§ Collected data
§
/*
 * Copyright (c) Microsoft Corporation.
 * Licensed under the MIT license.
 */

//! Builders for the predicates and element transforms accepted by [`Grid1D`] operations.
//!
//! Predicates have the shape `Fn(&T) -> bool` and transforms `Fn(&T) -> T`, matching the
//! callbacks of `filter`, `count_if`, `where_indices`, `map` and `mutate`.
//!
//! ```
//! use gridmat::prelude::*;
//! use gridmat::functional::{and, gt, lt, not};
//!
//! let m = Matrix::<i32>::seq(10);
//! assert!(m.filter(and(gt(3), lt(6))).eq_slice(&[4, 5]));
//! assert_eq!(m.count_if(not(functional::even())), 5);
//! ```
//!
//! [`Grid1D`]: crate::grid::Grid1D

use num_traits::PrimInt;

use crate::scalar::{Scalar, Truthy};

/////////////////
// Comparisons //
/////////////////

pub fn lt<T: PartialOrd>(rhs: T) -> impl Fn(&T) -> bool + Clone
where
    T: Clone,
{
    move |x| *x < rhs
}

pub fn leq<T: PartialOrd>(rhs: T) -> impl Fn(&T) -> bool + Clone
where
    T: Clone,
{
    move |x| *x <= rhs
}

pub fn gt<T: PartialOrd>(rhs: T) -> impl Fn(&T) -> bool + Clone
where
    T: Clone,
{
    move |x| *x > rhs
}

pub fn geq<T: PartialOrd>(rhs: T) -> impl Fn(&T) -> bool + Clone
where
    T: Clone,
{
    move |x| *x >= rhs
}

pub fn eq<T: PartialEq>(rhs: T) -> impl Fn(&T) -> bool + Clone
where
    T: Clone,
{
    move |x| *x == rhs
}

/// Return a predicate for membership in the closed interval `[low, high]`.
pub fn indicator<T: PartialOrd>(low: T, high: T) -> impl Fn(&T) -> bool + Clone
where
    T: Clone,
{
    move |x| low <= *x && *x <= high
}

/// Return a predicate for strictly positive values.
pub fn pos<T: Scalar>() -> impl Fn(&T) -> bool + Clone {
    gt(T::zero())
}

/// Return a predicate for strictly negative values.
pub fn neg<T: Scalar>() -> impl Fn(&T) -> bool + Clone {
    lt(T::zero())
}

pub fn even<T: PrimInt>() -> impl Fn(&T) -> bool + Clone {
    |x| (*x & T::one()).is_zero()
}

pub fn odd<T: PrimInt>() -> impl Fn(&T) -> bool + Clone {
    |x| !(*x & T::one()).is_zero()
}

/// Return a predicate testing the truthiness of an element.
pub fn truthy<T: Truthy>() -> impl Fn(&T) -> bool + Clone {
    |x| x.is_truthy()
}

/////////////////
// Combinators //
/////////////////

pub fn not<T, A>(a: A) -> impl Fn(&T) -> bool + Clone
where
    A: Fn(&T) -> bool + Clone,
{
    move |x| !a(x)
}

pub fn and<T, A, B>(a: A, b: B) -> impl Fn(&T) -> bool + Clone
where
    A: Fn(&T) -> bool + Clone,
    B: Fn(&T) -> bool + Clone,
{
    move |x| a(x) && b(x)
}

pub fn or<T, A, B>(a: A, b: B) -> impl Fn(&T) -> bool + Clone
where
    A: Fn(&T) -> bool + Clone,
    B: Fn(&T) -> bool + Clone,
{
    move |x| a(x) || b(x)
}

/// Return a predicate that holds when exactly one of `a` and `b` holds.
pub fn xor<T, A, B>(a: A, b: B) -> impl Fn(&T) -> bool + Clone
where
    A: Fn(&T) -> bool + Clone,
    B: Fn(&T) -> bool + Clone,
{
    move |x| a(x) != b(x)
}

////////////////
// Transforms //
////////////////

pub fn plus<T: Scalar>(rhs: T) -> impl Fn(&T) -> T + Clone {
    move |&x| x + rhs
}

pub fn times<T: Scalar>(rhs: T) -> impl Fn(&T) -> T + Clone {
    move |&x| x * rhs
}

/// Return a transform dividing by `rhs`.
pub fn divides<T: Scalar>(rhs: T) -> impl Fn(&T) -> T + Clone {
    move |&x| x / rhs
}

pub fn sqrd<T: Scalar>() -> impl Fn(&T) -> T + Clone {
    |&x| x * x
}

pub fn cubd<T: Scalar>() -> impl Fn(&T) -> T + Clone {
    |&x| x * x * x
}

///////////
// Tests //
///////////

#[cfg(test)]
mod tests {
    use rstest::rstest;

    use super::*;

    #[rstest]
    #[case(-1, true, true, false, false, false)]
    #[case(0, true, true, false, false, true)]
    #[case(1, false, true, false, true, false)]
    #[case(2, false, false, true, true, false)]
    fn comparisons(
        #[case] x: i32,
        #[case] lt_one: bool,
        #[case] leq_one: bool,
        #[case] gt_one: bool,
        #[case] geq_one: bool,
        #[case] eq_zero: bool,
    ) {
        assert_eq!(lt(1)(&x), lt_one);
        assert_eq!(leq(1)(&x), leq_one);
        assert_eq!(gt(1)(&x), gt_one);
        assert_eq!(geq(1)(&x), geq_one);
        assert_eq!(eq(0)(&x), eq_zero);
    }

    #[test]
    fn sign_and_parity() {
        assert!(pos::<f64>()(&0.5));
        assert!(!pos::<f64>()(&0.0));
        assert!(neg::<i64>()(&-3));
        assert!(!neg::<i64>()(&0));

        let is_even = even::<i32>();
        let is_odd = odd::<i32>();
        for x in -4..=4 {
            assert_eq!(is_even(&x), x % 2 == 0, "x = {x}");
            assert_eq!(is_odd(&x), x % 2 != 0, "x = {x}");
        }
        assert!(odd::<u8>()(&255));
    }

    #[test]
    fn intervals_and_truthiness() {
        let inside = indicator(2.0, 4.0);
        assert!(inside(&2.0));
        assert!(inside(&4.0));
        assert!(!inside(&4.5));

        assert!(truthy::<i32>()(&-1));
        assert!(!truthy::<bool>()(&false));
    }

    #[test]
    fn combinators() {
        let between = and(gt(1i32), lt(4));
        let outside = not(between.clone());
        let either = or(lt(0i32), gt(10));
        let one_of = xor(even::<i32>(), gt(5));

        let values: Vec<i32> = (-1..=12).collect();
        let got: Vec<i32> = values.iter().copied().filter(|x| between(x)).collect();
        assert_eq!(got, vec![2, 3]);
        assert_eq!(
            values.iter().copied().filter(|x| outside(x)).count(),
            values.len() - 2
        );
        assert_eq!(
            values.iter().copied().filter(|x| either(x)).collect::<Vec<_>>(),
            vec![-1, 11, 12]
        );
        // Even xor greater-than-five.
        assert_eq!(
            values.iter().copied().filter(|x| one_of(x)).collect::<Vec<_>>(),
            vec![0, 2, 4, 7, 9, 11]
        );
    }

    #[test]
    fn transforms() {
        assert_eq!(plus(2)(&3), 5);
        assert_eq!(times(2.5)(&2.0), 5.0);
        assert_eq!(divides(4)(&9), 2);
        assert_eq!(sqrd::<i32>()(&-3), 9);
        assert_eq!(cubd::<i32>()(&-3), -27);
    }
}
§
§ AIM OF THE TASK
Which lines in the entries above contain "functional"? Pull each of them out.

§ ANSWER SPACE
//! use gridmat::functional::{and, gt, lt, not};
//! assert_eq!(m.count_if(not(functional::even())), 5);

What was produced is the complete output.